Telak avait tellement été surpris par son geste contre les malfrats qu'il n'avait même pas pensé à réagir. Il était resté là, sur sa monture, à l'observer fracasser le crâne de quelqu'un sans intervenir.

À dire vrai, il avait l'impression que cette étrange stupeur avait atteinte ses adversaires et les avait empêchés de riposter. Était-ce un autre de ses pouvoirs innés ? Le démon voulait lui poser tant de questions, cependant, vu le silence qu'elle avait gardé, elle ne semblait pas encore prête à se confier.

— Elle m'inquiète, avoua le grand-père.

— Ne vous en faites pas, elle ne s'en prendrait pas à des innocents. Même là, elle les a laissé partir sans en tuer un seul.

— Je ne m'inquiète pas pour moi, mais pour elle. Depuis le départ, elle se mure dans son silence et garde ses yeux vissés sur ses rennes. Toute cette colère, toute cette rage qu'elle a déversée sur cet homme... Je me rends compte à présent qu'elle se sent bien plus responsable de ne pas être arrivé à temps que je ne le croyais et qu'elle intériorise trop ses sentiments. Si elle continue ainsi, ce que nous venons de voir ne sera qu'un prélude à ce qui se passera lorsqu'elle explosera de nouveau. Vous êtes son ami, son compagnon de route, pourquoi n'allez-vous pas lui parler ?

— Parce que je sais ce qui va se passer. Je vais lui demander si ça va, elle va me rétorquer qu'elle ne dira rien tant que je ne lui aurais pas raconté ce qui s'est passé au pied des montagnes, je vais refuser et elle va s'énerver.

— Vous ne m'avez pas non plus révélé ce qui est arrivé.

— Ne m'en voulez pas, mais je préfère garder cela secret le temps que je sache exactement si cela peut représenter un danger ou non.

— J'ai tenté cette nuit d'avoir des visions de l'affrontement, avoua-t-il. Rien. Je n'arrivais pas à approcher de la chaîne d'Hara.

— C'était déjà le cas avant que nous ne revenions de Sendra, rétorqua le bassiste.

— C'est vrai, mais les sensations étaient différentes.
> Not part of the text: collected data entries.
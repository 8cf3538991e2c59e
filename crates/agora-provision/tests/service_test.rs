//! Integration tests for `CommunityService` on in-memory SurrealDB.

use agora_core::AgoraError;
use agora_core::models::community::{CreateCommunity, UpdateCommunity};
use agora_core::repository::{OaiSetRepository, Pagination};
use agora_db::SurrealStore;
use agora_db::repository::{
    SurrealCommunityRepository, SurrealOaiSetRepository, SurrealRoleRepository,
};
use agora_provision::{CommunityConfig, CommunityService};
use surrealdb::Surreal;
use surrealdb::engine::local::{Db, Mem};
use uuid::Uuid;

type Service = CommunityService<
    SurrealStore<Db>,
    SurrealCommunityRepository<Db>,
    SurrealRoleRepository<Db>,
>;

async fn setup() -> (Surreal<Db>, Service) {
    let db = Surreal::new::<Mem>(()).await.unwrap();
    db.use_ns("test").use_db("test").await.unwrap();
    agora_db::run_migrations(&db).await.unwrap();

    let service = CommunityService::new(
        SurrealStore::new(db.clone()),
        SurrealCommunityRepository::new(db.clone()),
        SurrealRoleRepository::new(db.clone()),
        CommunityConfig::default(),
    );
    (db, service)
}

async fn count(db: &Surreal<Db>, table: &str) -> usize {
    let mut result = db.query(format!("SELECT * FROM {table}")).await.unwrap();
    let rows: Vec<surrealdb_types::Value> = result.take(0).unwrap();
    rows.len()
}

fn input(name: &str) -> CreateCommunity {
    CreateCommunity {
        name: name.into(),
        description: format!("All about {name}"),
        ..Default::default()
    }
}

#[tokio::test]
async fn create_provisions_everything() {
    let (db, service) = setup().await;

    let community = service.create(input("Earth Sciences")).await.unwrap();
    assert_eq!(community.name, "Earth Sciences");
    assert_eq!(community.publication_workflow, "direct_publish");
    assert!(!community.restricted_submission);
    assert!(!community.deleted);

    let roles = service.roles(community.id).await.unwrap();
    assert_eq!(
        roles.admin.name,
        format!("com:{}:admin", community.id.simple())
    );
    assert_eq!(
        roles.member.name,
        format!("com:{}:member", community.id.simple())
    );

    assert_eq!(count(&db, "community").await, 1);
    assert_eq!(count(&db, "role").await, 2);
    assert_eq!(count(&db, "role_grant").await, 10);
    assert_eq!(count(&db, "oai_set").await, 1);
}

#[tokio::test]
async fn create_keeps_explicit_choices() {
    let (_db, service) = setup().await;

    let community = service
        .create(CreateCommunity {
            logo: Some("logo.png".into()),
            publication_workflow: Some("review_and_publish".into()),
            restricted_submission: Some(true),
            ..input("Linguistics")
        })
        .await
        .unwrap();

    assert_eq!(community.logo.as_deref(), Some("logo.png"));
    assert_eq!(community.publication_workflow, "review_and_publish");
    assert!(community.restricted_submission);
}

#[tokio::test]
async fn duplicate_name_is_rejected() {
    let (db, service) = setup().await;

    service.create(input("Physics")).await.unwrap();
    let err = service.create(input("Physics")).await.unwrap_err();
    assert!(err.is_already_exists(), "unexpected error: {err}");

    assert_eq!(count(&db, "community").await, 1);
    assert_eq!(count(&db, "role").await, 2);
}

#[tokio::test]
async fn invalid_input_writes_nothing() {
    let (db, service) = setup().await;

    for bad in [
        input("   "),
        input(&"x".repeat(81)),
        CreateCommunity {
            publication_workflow: Some("self_publish".into()),
            ..input("Chemistry")
        },
        CreateCommunity {
            description: "d".repeat(2001),
            ..input("Chemistry")
        },
    ] {
        let err = service.create(bad).await.unwrap_err();
        assert!(matches!(err, AgoraError::Validation { .. }), "unexpected error: {err}");
    }

    assert_eq!(count(&db, "community").await, 0);
    assert_eq!(count(&db, "role").await, 0);
}

#[tokio::test]
async fn update_leaves_oai_set_untouched() {
    let (db, service) = setup().await;
    let community = service.create(input("Geology")).await.unwrap();

    let updated = service
        .update(
            community.id,
            UpdateCommunity {
                name: Some("Geoscience".into()),
                description: Some("Rocks and more".into()),
                ..Default::default()
            },
        )
        .await
        .unwrap();
    assert_eq!(updated.name, "Geoscience");
    assert_eq!(updated.description, "Rocks and more");
    assert!(updated.updated_at >= community.updated_at);

    let set = SurrealOaiSetRepository::new(db)
        .get_by_spec(&community.id.to_string())
        .await
        .unwrap();
    assert_eq!(set.name, "Geology");
    assert_eq!(set.description, "All about Geology");

    // Role names depend on the id only.
    let roles = service.roles(community.id).await.unwrap();
    assert_eq!(roles.admin.name, format!("com:{}:admin", community.id.simple()));
}

#[tokio::test]
async fn update_validates_and_reports_missing() {
    let (_db, service) = setup().await;
    let community = service.create(input("Astronomy")).await.unwrap();

    let err = service
        .update(
            community.id,
            UpdateCommunity {
                publication_workflow: Some("nope".into()),
                ..Default::default()
            },
        )
        .await
        .unwrap_err();
    assert!(matches!(err, AgoraError::Validation { .. }));

    let err = service
        .update(Uuid::new_v4(), UpdateCommunity::default())
        .await
        .unwrap_err();
    assert!(matches!(err, AgoraError::NotFound { .. }));
}

#[tokio::test]
async fn soft_delete_hides_from_default_listing() {
    let (db, service) = setup().await;
    let kept = service.create(input("Mathematics")).await.unwrap();
    let gone = service.create(input("Alchemy")).await.unwrap();

    service.delete(gone.id).await.unwrap();

    let visible = service.list(Pagination::default(), false).await.unwrap();
    assert_eq!(visible.total, 1);
    assert_eq!(visible.items[0].id, kept.id);

    let all = service.list(Pagination::default(), true).await.unwrap();
    assert_eq!(all.total, 2);

    let deleted = service.get(gone.id).await.unwrap();
    assert!(deleted.deleted);

    // Provisioned entities survive soft deletion.
    assert_eq!(count(&db, "role").await, 4);
    assert_eq!(count(&db, "oai_set").await, 2);
}

#[tokio::test]
async fn list_paginates() {
    let (_db, service) = setup().await;
    for name in ["A", "B", "C"] {
        service.create(input(name)).await.unwrap();
    }

    let page = service
        .list(Pagination { offset: 1, limit: 1 }, false)
        .await
        .unwrap();
    assert_eq!(page.total, 3);
    assert_eq!(page.items.len(), 1);
    assert_eq!(page.offset, 1);
}

#[tokio::test]
async fn get_by_name_finds_community() {
    let (_db, service) = setup().await;
    let community = service.create(input("Oceanography")).await.unwrap();

    let found = service.get_by_name("Oceanography").await.unwrap();
    assert_eq!(found.id, community.id);

    let err = service.get_by_name("Nothing").await.unwrap_err();
    assert!(matches!(err, AgoraError::NotFound { .. }));
}

#[tokio::test]
async fn repair_restores_deleted_grants() {
    let (db, service) = setup().await;
    let community = service.create(input("Meteorology")).await.unwrap();

    db.query("DELETE oai_set; DELETE role_grant WHERE action = 'accounts-search'")
        .await
        .unwrap()
        .check()
        .unwrap();
    assert_eq!(count(&db, "role_grant").await, 9);

    let report = service.repair(community.id).await.unwrap();
    assert_eq!(report.roles.roles_created, 0);
    assert_eq!(report.roles.grants_created, 1);
    assert!(report.oai_set_created);

    assert_eq!(count(&db, "role_grant").await, 10);
    assert_eq!(count(&db, "oai_set").await, 1);

    let again = service.repair(community.id).await.unwrap();
    assert!(again.is_noop());
}

#[tokio::test]
async fn repair_unknown_community_is_not_found() {
    let (_db, service) = setup().await;
    let err = service.repair(Uuid::new_v4()).await.unwrap_err();
    assert!(matches!(err, AgoraError::NotFound { .. }));
}

#[tokio::test]
async fn raised_limits_still_fail_validation() {
    let db = Surreal::new::<Mem>(()).await.unwrap();
    db.use_ns("test").use_db("test").await.unwrap();
    agora_db::run_migrations(&db).await.unwrap();

    let service = CommunityService::new(
        SurrealStore::new(db.clone()),
        SurrealCommunityRepository::new(db.clone()),
        SurrealRoleRepository::new(db.clone()),
        CommunityConfig {
            max_name_length: 200,
            max_description_length: 10_000,
            ..Default::default()
        },
    );

    let err = service.create(input(&"x".repeat(120))).await.unwrap_err();
    assert!(matches!(err, AgoraError::Validation { .. }), "unexpected error: {err}");

    let err = service
        .create(CreateCommunity {
            description: "d".repeat(3000),
            ..input("Botany")
        })
        .await
        .unwrap_err();
    assert!(matches!(err, AgoraError::Validation { .. }), "unexpected error: {err}");

    assert_eq!(count(&db, "community").await, 0);
}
Lorsque je cherchais mes amis, je frissonnais de peur avant que la vision ne s'arrête. Là, j'avais l'impression que tout espoir était perdu et que le monde allait sombrer dans une noirceur jamais atteinte.

— Raison de plus pour garder le secret, conclut Telak.

La caravane continua sa route jusqu'au soir. Le bassiste trouva un renfoncement dans la lisière de la forêt et y fit pénétrer les charrettes une à une. L'endroit, circulaire et spacieux, était protégé du vent par les arbres. C'était un lieu idéal pour monter un camp et passer la nuit.

Alors que Telak s'attelait à faire démarrer un feu, le grand-père vit, pendant qu'il aidait les enfants à descendre des voitures, la beast s'éloigner dans les bois. Une fois que tout le monde eut posé pied à terre, il attendit un instant pour être sûr de ne pas la déranger à un moment inconvenant et partit à sa recherche.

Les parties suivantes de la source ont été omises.